A milestone for assisted driving, not autonomous driving
General Motors says its Super Cruise system has now surpassed 1 billion driven miles across almost 750,000 vehicles in the United States and Canada. The number is large enough to mark more than a company milestone. It is also evidence that a carefully constrained model of hands-free driving assistance has found a durable customer base nearly a decade after its debut.
Super Cruise first appeared in the Cadillac CT6 in 2017. From the beginning, GM took a narrower approach than some rivals. Rather than allowing hands-free operation on any road, the automaker geofenced the system to restricted-access highways that had already been lidar-scanned and high-definition mapped. It also built in a driver-facing infrared camera to monitor the driver’s gaze and require attention to the road.
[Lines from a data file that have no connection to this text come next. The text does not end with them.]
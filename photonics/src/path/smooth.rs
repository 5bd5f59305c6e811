//! Smooth paths through waypoints.

use geometry::prelude::*;

use super::primitives::{self, EulerParams};
use super::{heading, Path};
use crate::error::{Result, SpecificationError};

/// Turns smaller than this, in degrees, are treated as straight.
const STRAIGHT_TOL: f64 = 1e-9;
/// Points of consecutive corners closer than this are merged.
const JOIN_TOL: f64 = 1e-9;
/// Relative slack allowed when corners exactly fill a segment.
const SPACING_SLACK: f64 = 1e-9;

/// Generates the curve that rounds one corner.
///
/// The curve must start at the origin heading east and turn by `angle`
/// degrees. Its effective radius is measured from its chord, so it may differ
/// from `radius`.
pub trait CornerGenerator {
    /// Returns the corner curve for a turn of `angle` degrees.
    fn corner(&self, radius: f64, angle: f64) -> Result<Path>;
}

impl<F> CornerGenerator for F
where
    F: Fn(f64, f64) -> Result<Path>,
{
    fn corner(&self, radius: f64, angle: f64) -> Result<Path> {
        self(radius, angle)
    }
}

/// Rounds corners with circular arcs.
#[derive(Debug, Clone, Copy, PartialEq, Eq)]
pub struct Arc {
    /// Samples per 360 degrees of turn.
    pub npoints: usize,
}

impl Default for Arc {
    fn default() -> Self {
        Self { npoints: 720 }
    }
}

impl Arc {
    pub fn from_config(config: &config::Config) -> Self {
        Self {
            npoints: config.path.npoints,
        }
    }
}

impl CornerGenerator for Arc {
    fn corner(&self, radius: f64, angle: f64) -> Result<Path> {
        primitives::arc(radius, angle, self.npoints)
    }
}

/// Rounds corners with (partial) Euler bends.
#[derive(Debug, Clone, Copy, PartialEq)]
pub struct Euler {
    /// Fraction of each bend that follows a clothoid.
    pub p: f64,
    /// Interpret the radius as the effective radius.
    pub use_eff: bool,
    /// Samples per 360 degrees of turn.
    pub npoints: usize,
}

impl Default for Euler {
    fn default() -> Self {
        Self {
            p: 1.,
            use_eff: false,
            npoints: 720,
        }
    }
}

impl Euler {
    pub fn from_config(config: &config::Config) -> Self {
        Self {
            npoints: config.path.npoints,
            ..Default::default()
        }
    }
}

impl CornerGenerator for Euler {
    fn corner(&self, radius: f64, angle: f64) -> Result<Path> {
        primitives::euler_with(EulerParams {
            radius,
            angle,
            p: self.p,
            use_eff: self.use_eff,
            npoints: self.npoints,
        })
    }
}

struct Corner {
    path: Path,
    /// Distance the corner consumes along each adjacent segment.
    encroachment: f64,
}

/// Builds a path through `waypoints`, rounding each interior waypoint with a
/// curve from `corner`.
///
/// Fails if fewer than 3 waypoints are given, if two consecutive waypoints
/// coincide, if a waypoint turns back by 180 degrees, or if the corners at the
/// two ends of a segment do not fit in its length.
///
/// # Example
///
/// ```
/// # use photonics::path::smooth::{smooth, Arc};
/// let path = smooth([(0., 0.), (10., 0.), (10., 10.)], 2., &Arc::default()).unwrap();
/// assert_eq!(path.start().x, 0.);
/// assert_eq!(path.end().y, 10.);
/// assert_eq!(path.end_angle(), 90.);
/// ```
pub fn smooth<P, C>(waypoints: impl IntoIterator<Item = P>, radius: f64, corner: &C) -> Result<Path>
where
    P: Into<Point>,
    C: CornerGenerator + ?Sized,
{
    let points: Vec<Point> = waypoints.into_iter().map(Into::into).collect();
    if points.len() < 3 {
        return Err(SpecificationError::TooFewPoints {
            required: 3,
            found: points.len(),
        }
        .into());
    }
    if let Some(index) = points.iter().position(|p| !p.is_finite()) {
        return Err(SpecificationError::NonFinitePoint { index }.into());
    }
    if let Some(index) = polyline::first_coincident(&points, 0.) {
        return Err(SpecificationError::CoincidentPoints { index }.into());
    }
    if !(radius.is_finite() && radius > 0.) {
        return Err(SpecificationError::InvalidParam {
            name: "radius",
            value: radius,
        }
        .into());
    }

    let lengths: Vec<f64> = points.windows(2).map(|w| w[0].distance(w[1])).collect();
    let theta: Vec<f64> = points.windows(2).map(|w| heading(w[0], w[1])).collect();
    let directions: Vec<Point> = points
        .windows(2)
        .zip(&lengths)
        .map(|(w, len)| (w[1] - w[0]) * (1. / len))
        .collect();

    let mut corners = Vec::with_capacity(points.len() - 2);
    for (j, t) in theta.windows(2).enumerate() {
        let waypoint = j + 1;
        let dt = shortest_turn(t[1] - t[0]);
        if dt.abs() < STRAIGHT_TOL {
            corners.push(None);
            continue;
        }
        if (dt.abs() - 180.).abs() < STRAIGHT_TOL {
            return Err(SpecificationError::UnroundableTurn { waypoint, angle: dt }.into());
        }

        let path = corner.corner(radius, dt)?;
        let chord = path.start().distance(path.end());
        let r = ((chord / 2.) / (dt / 2.).to_radians().sin()).abs();
        let encroachment = (r / ((180. - dt).to_radians() / 2.).tan()).abs();
        if !(chord > 0. && encroachment.is_finite()) {
            return Err(SpecificationError::InvalidCorner { waypoint }.into());
        }
        tracing::debug!(waypoint, turn = dt, radius = r, encroachment, "placing corner");
        corners.push(Some(Corner { path, encroachment }));
    }

    let encroachment_at = |i: usize| -> f64 {
        corners
            .get(i)
            .and_then(Option::as_ref)
            .map_or(0., |c| c.encroachment)
    };
    for (segment, &available) in lengths.iter().enumerate() {
        // Segment `i` runs from waypoint `i` to `i + 1`; corner `j` sits at waypoint `j + 1`.
        let before = if segment > 0 { encroachment_at(segment - 1) } else { 0. };
        let required = before + encroachment_at(segment);
        if required > available * (1. + SPACING_SLACK) {
            return Err(SpecificationError::InsufficientSpacing {
                segment,
                required,
                available,
            }
            .into());
        }
    }

    let mut out = vec![points[0]];
    for (j, corner) in corners.into_iter().enumerate() {
        let Some(Corner { path, encroachment }) = corner else {
            continue;
        };
        let origin = points[j + 1] - directions[j] * encroachment;
        let placed = path.rotate(theta[j]).translate(origin);
        polyline::extend_dedup(&mut out, placed.into_points(), JOIN_TOL);
    }
    polyline::extend_dedup(&mut out, [points[points.len() - 1]], JOIN_TOL);

    Path::new(out, theta[0], theta[theta.len() - 1])
}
That architecture matters because the system is designed around a specific bargain: reduced workload for the driver, but not transfer of responsibility away from the driver. In that sense, the billion-mile figure says as much about product design discipline as it does about scale.
Why the number stands out
Driver-assistance systems often generate more heat than light because comparisons with full self-driving technology can blur basic differences in capability and risk. Super Cruise is explicitly limited. It is a hands-free, eyes-on system for mapped highways, not a general-purpose autonomous platform. Yet those limits may also be part of why it has matured into a widely used feature rather than a perpetual beta experiment.
GM says usage is growing quickly. According to the company statistics cited in the source text, the system doubled year over year and reached 7.1 million hours of active use in 2025. Over that same period, drivers used Super Cruise for 485.9 million miles across 28.7 million trips. More than half of Super Cruise-enabled drivers use it weekly or daily, GM says, and the average trip involved 17 miles and 24 minutes of active use.
Those figures suggest Super Cruise has moved beyond novelty. A system that drivers return to daily is behaving less like a showroom demonstration and more like an embedded part of routine mobility.